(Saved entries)
########

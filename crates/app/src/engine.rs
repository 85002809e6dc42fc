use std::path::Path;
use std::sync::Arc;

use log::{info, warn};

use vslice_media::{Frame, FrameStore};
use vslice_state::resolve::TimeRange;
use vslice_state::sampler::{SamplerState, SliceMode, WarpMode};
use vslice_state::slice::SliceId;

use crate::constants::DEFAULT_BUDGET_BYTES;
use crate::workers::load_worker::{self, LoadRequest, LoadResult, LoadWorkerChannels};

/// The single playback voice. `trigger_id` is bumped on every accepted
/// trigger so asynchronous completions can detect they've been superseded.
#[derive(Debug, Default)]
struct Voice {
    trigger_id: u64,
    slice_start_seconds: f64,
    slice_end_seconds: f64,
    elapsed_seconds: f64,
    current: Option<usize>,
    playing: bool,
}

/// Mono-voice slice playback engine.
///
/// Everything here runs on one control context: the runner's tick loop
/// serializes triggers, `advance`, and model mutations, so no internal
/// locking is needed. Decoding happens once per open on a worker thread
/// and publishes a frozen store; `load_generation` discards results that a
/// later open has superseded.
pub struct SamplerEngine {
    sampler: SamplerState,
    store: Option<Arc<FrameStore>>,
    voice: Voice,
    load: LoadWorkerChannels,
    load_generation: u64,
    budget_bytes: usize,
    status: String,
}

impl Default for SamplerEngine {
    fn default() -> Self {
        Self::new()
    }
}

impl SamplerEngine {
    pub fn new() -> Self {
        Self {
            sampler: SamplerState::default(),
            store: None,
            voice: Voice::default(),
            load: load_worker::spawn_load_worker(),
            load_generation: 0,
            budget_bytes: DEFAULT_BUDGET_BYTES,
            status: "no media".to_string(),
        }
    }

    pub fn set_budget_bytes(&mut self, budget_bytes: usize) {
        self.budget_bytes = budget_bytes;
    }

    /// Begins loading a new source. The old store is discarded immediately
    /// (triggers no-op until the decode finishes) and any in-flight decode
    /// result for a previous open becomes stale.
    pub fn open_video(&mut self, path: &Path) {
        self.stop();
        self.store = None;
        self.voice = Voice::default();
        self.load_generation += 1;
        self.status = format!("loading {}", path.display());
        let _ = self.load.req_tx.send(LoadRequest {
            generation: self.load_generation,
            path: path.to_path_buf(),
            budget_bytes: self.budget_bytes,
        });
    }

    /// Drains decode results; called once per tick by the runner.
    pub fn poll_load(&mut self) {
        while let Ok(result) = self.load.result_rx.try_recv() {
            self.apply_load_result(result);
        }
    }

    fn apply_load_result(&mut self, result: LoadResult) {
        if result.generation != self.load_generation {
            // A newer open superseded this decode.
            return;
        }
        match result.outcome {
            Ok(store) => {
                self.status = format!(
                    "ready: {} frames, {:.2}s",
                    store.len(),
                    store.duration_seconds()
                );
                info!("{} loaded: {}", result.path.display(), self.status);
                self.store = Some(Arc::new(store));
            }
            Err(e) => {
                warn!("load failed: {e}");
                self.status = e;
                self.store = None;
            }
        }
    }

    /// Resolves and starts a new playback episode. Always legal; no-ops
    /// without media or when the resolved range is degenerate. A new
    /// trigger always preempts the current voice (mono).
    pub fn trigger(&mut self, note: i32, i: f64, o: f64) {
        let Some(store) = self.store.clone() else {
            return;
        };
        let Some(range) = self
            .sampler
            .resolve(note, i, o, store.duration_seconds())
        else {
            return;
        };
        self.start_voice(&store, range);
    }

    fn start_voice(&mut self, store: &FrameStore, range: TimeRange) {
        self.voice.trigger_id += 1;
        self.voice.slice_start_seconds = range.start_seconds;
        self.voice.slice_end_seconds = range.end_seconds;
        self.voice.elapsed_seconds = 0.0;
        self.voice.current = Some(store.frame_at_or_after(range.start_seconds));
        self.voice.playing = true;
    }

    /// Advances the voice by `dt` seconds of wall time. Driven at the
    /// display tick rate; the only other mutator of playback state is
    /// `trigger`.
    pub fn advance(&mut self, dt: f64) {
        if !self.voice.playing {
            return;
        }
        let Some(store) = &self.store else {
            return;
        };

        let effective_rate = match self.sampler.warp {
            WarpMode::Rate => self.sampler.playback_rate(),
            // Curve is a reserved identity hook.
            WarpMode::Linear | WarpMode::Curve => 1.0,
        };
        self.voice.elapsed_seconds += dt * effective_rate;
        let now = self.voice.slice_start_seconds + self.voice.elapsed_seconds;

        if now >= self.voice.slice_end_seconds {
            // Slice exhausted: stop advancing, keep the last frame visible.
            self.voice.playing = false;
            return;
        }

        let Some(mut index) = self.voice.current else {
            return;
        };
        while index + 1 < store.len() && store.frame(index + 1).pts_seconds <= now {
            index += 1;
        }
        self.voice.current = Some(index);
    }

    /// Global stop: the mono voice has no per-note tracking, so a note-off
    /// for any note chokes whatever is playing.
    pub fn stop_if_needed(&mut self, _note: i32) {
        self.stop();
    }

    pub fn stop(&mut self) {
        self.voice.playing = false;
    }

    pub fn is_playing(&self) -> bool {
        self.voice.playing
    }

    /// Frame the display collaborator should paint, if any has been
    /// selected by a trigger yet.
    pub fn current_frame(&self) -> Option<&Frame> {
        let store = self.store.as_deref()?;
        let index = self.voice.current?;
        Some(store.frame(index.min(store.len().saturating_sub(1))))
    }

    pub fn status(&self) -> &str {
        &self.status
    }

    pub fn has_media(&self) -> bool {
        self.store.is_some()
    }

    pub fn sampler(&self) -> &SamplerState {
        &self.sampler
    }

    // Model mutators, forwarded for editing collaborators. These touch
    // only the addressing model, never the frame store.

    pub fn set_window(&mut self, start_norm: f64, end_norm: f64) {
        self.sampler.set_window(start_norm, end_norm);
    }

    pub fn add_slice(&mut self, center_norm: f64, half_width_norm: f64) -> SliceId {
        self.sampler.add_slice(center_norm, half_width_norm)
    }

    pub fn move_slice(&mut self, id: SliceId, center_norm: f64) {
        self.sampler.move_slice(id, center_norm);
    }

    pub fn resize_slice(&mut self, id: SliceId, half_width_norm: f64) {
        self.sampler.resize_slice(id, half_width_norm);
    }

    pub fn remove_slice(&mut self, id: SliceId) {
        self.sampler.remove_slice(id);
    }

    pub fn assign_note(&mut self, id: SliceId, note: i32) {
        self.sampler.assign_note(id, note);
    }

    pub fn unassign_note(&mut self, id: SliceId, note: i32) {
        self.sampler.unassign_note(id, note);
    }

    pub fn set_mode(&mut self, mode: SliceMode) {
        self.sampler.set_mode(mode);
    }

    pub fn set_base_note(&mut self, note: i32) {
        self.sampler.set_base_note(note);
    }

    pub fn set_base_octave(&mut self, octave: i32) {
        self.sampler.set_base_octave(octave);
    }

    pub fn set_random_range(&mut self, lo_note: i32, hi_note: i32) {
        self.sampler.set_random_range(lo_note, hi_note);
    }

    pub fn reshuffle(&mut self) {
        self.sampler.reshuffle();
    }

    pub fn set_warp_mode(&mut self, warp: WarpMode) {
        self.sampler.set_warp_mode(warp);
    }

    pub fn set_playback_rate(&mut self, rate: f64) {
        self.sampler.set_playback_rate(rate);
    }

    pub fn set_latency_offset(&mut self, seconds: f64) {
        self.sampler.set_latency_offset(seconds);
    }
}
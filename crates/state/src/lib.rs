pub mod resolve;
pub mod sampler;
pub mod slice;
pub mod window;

########

### [TASK BRIEF]
Starting at the line that contains "pub fn set_warp_mode(&mut", write out every line to the end of the entries, exactly as given.

### [RESULT OF THIS TASK]
    pub fn set_warp_mode(&mut self, warp: WarpMode) {
        self.sampler.set_warp_mode(warp);
    }

    pub fn set_playback_rate(&mut self, rate: f64) {
        self.sampler.set_playback_rate(rate);
    }

    pub fn set_latency_offset(&mut self, seconds: f64) {
        self.sampler.set_latency_offset(seconds);
    }
}
filename crates/state/src/lib.rs
pub mod resolve;
pub mod sampler;
pub mod slice;
pub mod window;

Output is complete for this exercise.